What you need to do
Reading down the listing below, count the lines where the word "type" shows up, then give only that count.

Input for this task below:

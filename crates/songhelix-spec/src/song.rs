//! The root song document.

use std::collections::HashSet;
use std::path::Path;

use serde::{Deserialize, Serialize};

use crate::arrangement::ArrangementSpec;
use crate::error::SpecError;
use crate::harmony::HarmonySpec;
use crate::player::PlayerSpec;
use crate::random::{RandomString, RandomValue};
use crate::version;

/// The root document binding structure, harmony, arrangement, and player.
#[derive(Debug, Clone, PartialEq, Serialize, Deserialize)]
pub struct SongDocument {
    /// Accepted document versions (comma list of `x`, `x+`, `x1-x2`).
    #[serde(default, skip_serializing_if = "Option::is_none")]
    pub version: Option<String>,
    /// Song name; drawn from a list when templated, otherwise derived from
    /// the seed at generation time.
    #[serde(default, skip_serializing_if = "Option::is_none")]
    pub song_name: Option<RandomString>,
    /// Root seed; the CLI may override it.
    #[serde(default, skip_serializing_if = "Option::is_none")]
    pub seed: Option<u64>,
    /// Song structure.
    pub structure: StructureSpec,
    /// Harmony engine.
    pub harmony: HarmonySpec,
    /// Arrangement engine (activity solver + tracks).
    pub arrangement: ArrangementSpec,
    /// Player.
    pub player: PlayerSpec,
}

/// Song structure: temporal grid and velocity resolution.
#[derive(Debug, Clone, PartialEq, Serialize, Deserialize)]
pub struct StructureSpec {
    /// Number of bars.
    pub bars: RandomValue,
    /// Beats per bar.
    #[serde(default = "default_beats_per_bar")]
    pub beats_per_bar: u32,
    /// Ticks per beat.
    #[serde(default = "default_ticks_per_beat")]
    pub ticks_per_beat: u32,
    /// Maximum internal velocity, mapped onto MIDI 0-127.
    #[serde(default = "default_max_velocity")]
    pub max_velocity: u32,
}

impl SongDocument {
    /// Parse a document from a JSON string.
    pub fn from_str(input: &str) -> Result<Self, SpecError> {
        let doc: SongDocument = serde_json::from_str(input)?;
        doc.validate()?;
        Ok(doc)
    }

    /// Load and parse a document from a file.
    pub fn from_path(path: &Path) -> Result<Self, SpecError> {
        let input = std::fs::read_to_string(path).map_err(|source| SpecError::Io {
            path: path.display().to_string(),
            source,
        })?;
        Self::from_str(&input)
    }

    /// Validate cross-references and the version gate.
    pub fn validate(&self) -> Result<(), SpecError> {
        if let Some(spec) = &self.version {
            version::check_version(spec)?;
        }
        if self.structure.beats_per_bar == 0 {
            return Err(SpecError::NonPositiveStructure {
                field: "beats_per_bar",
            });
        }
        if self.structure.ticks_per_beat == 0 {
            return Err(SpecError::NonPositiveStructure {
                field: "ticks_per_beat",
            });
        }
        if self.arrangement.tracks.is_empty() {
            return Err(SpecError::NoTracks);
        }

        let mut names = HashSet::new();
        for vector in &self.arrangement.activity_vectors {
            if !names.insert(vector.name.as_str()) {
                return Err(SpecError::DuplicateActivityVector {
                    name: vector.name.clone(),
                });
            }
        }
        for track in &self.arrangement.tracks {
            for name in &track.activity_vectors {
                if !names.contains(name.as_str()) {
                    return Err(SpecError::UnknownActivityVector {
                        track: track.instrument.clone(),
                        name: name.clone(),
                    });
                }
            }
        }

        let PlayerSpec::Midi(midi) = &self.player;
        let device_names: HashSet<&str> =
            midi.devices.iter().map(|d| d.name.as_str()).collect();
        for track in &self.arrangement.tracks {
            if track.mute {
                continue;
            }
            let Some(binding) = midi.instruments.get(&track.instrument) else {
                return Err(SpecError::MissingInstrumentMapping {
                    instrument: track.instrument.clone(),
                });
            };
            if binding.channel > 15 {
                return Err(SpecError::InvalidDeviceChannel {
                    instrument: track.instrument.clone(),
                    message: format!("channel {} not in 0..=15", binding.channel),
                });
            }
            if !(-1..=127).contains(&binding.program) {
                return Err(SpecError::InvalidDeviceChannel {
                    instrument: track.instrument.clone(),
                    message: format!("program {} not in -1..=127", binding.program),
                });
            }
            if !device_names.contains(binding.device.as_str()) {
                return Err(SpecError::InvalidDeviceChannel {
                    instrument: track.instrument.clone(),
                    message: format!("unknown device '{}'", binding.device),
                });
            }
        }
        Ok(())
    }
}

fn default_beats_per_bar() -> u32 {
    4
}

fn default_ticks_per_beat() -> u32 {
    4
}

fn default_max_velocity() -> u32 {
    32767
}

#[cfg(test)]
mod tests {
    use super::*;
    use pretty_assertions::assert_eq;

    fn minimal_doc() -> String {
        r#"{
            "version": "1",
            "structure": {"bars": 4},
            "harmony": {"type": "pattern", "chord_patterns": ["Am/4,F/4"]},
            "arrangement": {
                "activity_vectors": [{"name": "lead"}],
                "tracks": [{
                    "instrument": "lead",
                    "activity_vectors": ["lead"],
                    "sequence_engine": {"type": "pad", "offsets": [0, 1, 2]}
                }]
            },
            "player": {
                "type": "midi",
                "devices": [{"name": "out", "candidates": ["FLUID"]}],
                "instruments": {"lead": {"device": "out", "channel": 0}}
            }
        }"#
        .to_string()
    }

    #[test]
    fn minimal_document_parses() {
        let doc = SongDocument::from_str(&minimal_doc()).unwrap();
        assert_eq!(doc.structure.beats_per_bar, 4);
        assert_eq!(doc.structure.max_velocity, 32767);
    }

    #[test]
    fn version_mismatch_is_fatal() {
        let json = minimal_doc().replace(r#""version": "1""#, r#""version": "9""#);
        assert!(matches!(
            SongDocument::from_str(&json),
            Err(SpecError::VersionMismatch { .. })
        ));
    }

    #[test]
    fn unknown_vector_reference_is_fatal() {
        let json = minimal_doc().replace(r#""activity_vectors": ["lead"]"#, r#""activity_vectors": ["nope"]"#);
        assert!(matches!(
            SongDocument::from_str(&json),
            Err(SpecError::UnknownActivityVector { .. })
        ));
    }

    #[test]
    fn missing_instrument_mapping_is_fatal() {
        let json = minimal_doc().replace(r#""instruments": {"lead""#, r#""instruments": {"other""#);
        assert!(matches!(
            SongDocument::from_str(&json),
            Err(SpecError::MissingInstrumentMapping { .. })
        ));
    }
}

End of Input for this task.

Your solution
3